= Knowledge collection from volunteer contributors =

Subfield of AI

Knowledge collection from volunteer contributors (KCVC) is a subfield of knowledge acquisition within artificial intelligence which attempts to drive down the cost of acquiring the knowledge required to support automated reasoning by having the public enter knowledge in computer processable form over the internet. KCVC might be regarded as similar in spirit to Wikipedia, although the intended audience, artificial intelligence systems, differs.

== History ==
The 2005 AAAI Spring Symposium on Knowledge Collection from Volunteer Contributors (KCVC05) may have been the first research meeting on this topic.

The first large-scale KCVC project was probably the Open Mind Common Sense (OMCS) project, initiated by Push Singh and Marvin Minsky at the MIT Media Lab. In this project, volunteers entered words or simple sentences in English in response to prompts or images. Although the resulting knowledge is not formally represented, it is provided to researchers with parses and other meta-information intended to increase its utility. Later, this group released ConceptNet, which embedded the knowledge contained in the OpenMind Common Sense database as a semantic network.

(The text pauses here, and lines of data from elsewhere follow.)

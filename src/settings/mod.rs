//! Setting store contract
//!
//! Key/value string persistence with synchronous reads and writes. Structured
//! payloads are JSON strings; absence is a missing key, never `"null"`.

pub mod codec;
mod file_store;
mod lock;

pub use file_store::JsonFileSettingStore;
pub use lock::KeyedLock;

use std::collections::HashMap;
use std::sync::{Arc, Mutex};

pub trait SettingStore: Send + Sync {
    fn get_setting(&self, key: &str) -> Option<String>;

    /// `None` removes the key
    fn set_setting(&self, key: &str, value: Option<&str>);
}

pub type SharedSettingStore = Arc<dyn SettingStore>;

#[derive(Debug, Default)]
pub struct MemorySettingStore {
    values: Mutex<HashMap<String, String>>,
}

impl MemorySettingStore {
    pub fn new() -> Self {
        Self::default()
    }

    pub fn shared() -> Arc<Self> {
        Arc::new(Self::new())
    }

    pub fn keys(&self) -> Vec<String> {
        let mut keys: Vec<String> = self
            .values
            .lock()
            .map(|v| v.keys().cloned().collect())
            .unwrap_or_default();
        keys.sort();
        keys
    }
}

impl SettingStore for MemorySettingStore {
    fn get_setting(&self, key: &str) -> Option<String> {
        self.values.lock().ok()?.get(key).cloned()
    }

    fn set_setting(&self, key: &str, value: Option<&str>) {
        if let Ok(mut values) = self.values.lock() {
            match value {
                Some(value) => {
                    values.insert(key.to_string(), value.to_string());
                }
                None => {
                    values.remove(key);
                }
            }
        }
    }
}

#[cfg(test)]
mod tests {
    use super::*;

    #[test]
    fn test_memory_store_remove_on_none() {
        let store = MemorySettingStore::new();
        store.set_setting("a", Some("1"));
        assert_eq!(store.get_setting("a").as_deref(), Some("1"));

        store.set_setting("a", None);
        assert_eq!(store.get_setting("a"), None);
        assert!(store.keys().is_empty());
    }
}
//! Alert overlays: a scrolling marquee and a countdown clock
//!
//! Both overlays are independent. Re-applying the value already shown is
//! ignored, so sync-group fan-out that delivers the same alert twice does
//! not restart its animation.

use chrono::{DateTime, Utc};
use serde::{Deserialize, Serialize};
use std::sync::Arc;
use std::time::Instant;
use tracing::{debug, trace};

use super::base::{ManagerBase, RenderEnv};
use super::context::ScreenContext;
use super::effect::TransitionStage;
use super::surface::{NodeContent, RenderNode, RenderSurface};
use super::types::{ScreenId, ScreenMessage, ScreenMessageType};
use crate::constants::settings;
use crate::events::{EventHandler, EventScope};

#[derive(Debug, Clone, PartialEq, Eq, Serialize, Deserialize)]
pub struct MarqueeData {
    pub text: String,
}

#[derive(Debug, Clone, PartialEq, Eq, Serialize, Deserialize)]
pub struct CountdownData {
    #[serde(rename = "dateTime")]
    pub date_time: DateTime<Utc>,
}

/// `{ marqueeData, countdownData }`
#[derive(Debug, Clone, Default, PartialEq, Eq, Serialize, Deserialize)]
#[serde(rename_all = "camelCase")]
pub struct AlertData {
    #[serde(default)]
    pub marquee_data: Option<MarqueeData>,
    #[serde(default)]
    pub countdown_data: Option<CountdownData>,
}

impl AlertData {
    pub fn is_empty(&self) -> bool {
        self.marquee_data.is_none() && self.countdown_data.is_none()
    }
}

/// `HH:MM:SS` until `target`, floored at zero
pub fn format_countdown(target: DateTime<Utc>, now: DateTime<Utc>) -> String {
    let remaining = (target - now).num_seconds().max(0);
    format!(
        "{:02}:{:02}:{:02}",
        remaining / 3600,
        (remaining % 3600) / 60,
        remaining % 60
    )
}

#[derive(Debug)]
pub struct ScreenAlertManager {
    base: ManagerBase,
    alert_data: AlertData,
    countdown_stage: TransitionStage,
    countdown_text: Option<String>,
}

impl ScreenAlertManager {
    pub fn load(screen_id: ScreenId, ctx: ScreenContext) -> Self {
        let base = ManagerBase::new(screen_id, ctx, EventScope::Alert);
        let alert_data = base.load_entry(settings::ALERT).unwrap_or_default();
        Self {
            base,
            alert_data,
            countdown_stage: TransitionStage::new(),
            countdown_text: None,
        }
    }

    pub fn alert_data(&self) -> &AlertData {
        &self.alert_data
    }

    pub fn events(&self) -> &Arc<EventHandler> {
        self.base.events()
    }

    /// Returns false when `marquee` has the text already shown
    pub fn set_marquee_data(&mut self, env: &RenderEnv, marquee: Option<MarqueeData>) -> bool {
        self.set_alert_data(
            env,
            AlertData {
                marquee_data: marquee,
                countdown_data: self.alert_data.countdown_data.clone(),
            },
        )
    }

    /// Returns false when `countdown` targets the time already shown
    pub fn set_countdown_data(&mut self, env: &RenderEnv, countdown: Option<CountdownData>) -> bool {
        self.set_alert_data(
            env,
            AlertData {
                marquee_data: self.alert_data.marquee_data.clone(),
                countdown_data: countdown,
            },
        )
    }

    /// Apply both overlays; only the ones that differ are re-rendered
    pub fn set_alert_data(&mut self, env: &RenderEnv, data: AlertData) -> bool {
        let marquee_changed = self.alert_data.marquee_data.as_ref().map(|m| &m.text)
            != data.marquee_data.as_ref().map(|m| &m.text);
        let countdown_changed = self.alert_data.countdown_data.as_ref().map(|c| c.date_time)
            != data.countdown_data.as_ref().map(|c| c.date_time);
        if !marquee_changed && !countdown_changed {
            trace!(screen_id = self.base.screen_id, "Alert unchanged");
            return false;
        }
        debug!(
            screen_id = self.base.screen_id,
            marquee = marquee_changed,
            countdown = countdown_changed,
            "Set alert"
        );
        self.alert_data = data;
        if marquee_changed {
            self.render_marquee(env);
        }
        if countdown_changed {
            self.render_countdown(env);
        }
        self.persist();
        self.send_sync_screen();
        self.base.fire_update();
        true
    }

    pub fn render(&mut self, env: &RenderEnv) {
        self.render_marquee(env);
        self.render_countdown(env);
    }

    fn render_marquee(&mut self, env: &RenderEnv) {
        if !self.base.is_bound() {
            return;
        }
        let node = self.alert_data.marquee_data.as_ref().map(|m| {
            RenderNode::new(
                NodeContent::Text(m.text.clone()),
                "position:absolute;bottom:0;white-space:nowrap;animation:marquee-scroll 20s linear infinite;",
            )
        });
        self.base.present(node, env);
    }

    fn render_countdown(&mut self, env: &RenderEnv) {
        if !self.base.is_bound() {
            return;
        }
        self.countdown_text = self
            .alert_data
            .countdown_data
            .as_ref()
            .map(|c| format_countdown(c.date_time, env.wall_clock));
        let node = self.countdown_text.as_ref().map(|text| {
            RenderNode::new(
                NodeContent::Text(text.clone()),
                "position:absolute;top:50%;left:50%;transform:translate(-50%,-50%);",
            )
        });
        let mut stage = std::mem::take(&mut self.countdown_stage);
        self.base.present_on(&mut stage, node, env);
        self.countdown_stage = stage;
    }

    /// Refresh the countdown clock; returns whether the text changed
    pub fn tick(&mut self, env: &RenderEnv) -> bool {
        let Some(countdown) = &self.alert_data.countdown_data else {
            return false;
        };
        let text = format_countdown(countdown.date_time, env.wall_clock);
        if self.countdown_text.as_deref() == Some(text.as_str()) {
            return false;
        }
        let Some(surface) = self.base.surface_mut() else {
            return false;
        };
        if !self
            .countdown_stage
            .update_current(surface, NodeContent::Text(text.clone()))
        {
            return false;
        }
        self.countdown_text = Some(text);
        true
    }

    pub fn settle(&mut self, now: Instant) -> usize {
        let mut stage = std::mem::take(&mut self.countdown_stage);
        let removed = self.base.settle(now) + self.base.settle_stage(&mut stage, now);
        self.countdown_stage = stage;
        removed
    }

    pub fn next_deadline(&self) -> Option<Instant> {
        [self.base.next_deadline(), self.countdown_stage.next_deadline()]
            .into_iter()
            .flatten()
            .min()
    }

    pub fn to_sync_message(&self) -> ScreenMessage {
        ScreenMessage::new(
            self.base.screen_id,
            ScreenMessageType::Alert,
            serde_json::to_value(&self.alert_data).unwrap_or_default(),
        )
    }

    pub fn send_sync_screen(&self) {
        self.base.broadcast(&self.to_sync_message());
    }

    pub fn receive_sync_screen(&mut self, env: &RenderEnv, message: &ScreenMessage) {
        if let Some(data) = self.base.decode_data::<AlertData>(message) {
            self.set_alert_data(env, data.unwrap_or_default());
        }
    }

    pub fn bind_surface(&mut self, env: &RenderEnv, surface: Option<Box<dyn RenderSurface>>) {
        match self.base.surface_mut() {
            Some(old) => self.countdown_stage.clear(old),
            None => self.countdown_stage.forget(),
        }
        self.base.bind_surface(surface);
        self.render(env);
    }

    pub fn base(&self) -> &ManagerBase {
        &self.base
    }

    pub fn base_mut(&mut self) -> &mut ManagerBase {
        &mut self.base
    }

    fn persist(&self) {
        let value = (!self.alert_data.is_empty()).then_some(&self.alert_data);
        self.base.persist_entry(settings::ALERT, value);
    }
}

In late 2005, Cycorp released a KCVC system called FACTory that attempts to acquire knowledge in a form directly usable for automated reasoning. It automatically generates questions in English from an underlying predicate calculus representation of candidate assertions produced by automated reading of web pages, by reviewing information previously entered directly in logical form, and by analogy and abduction.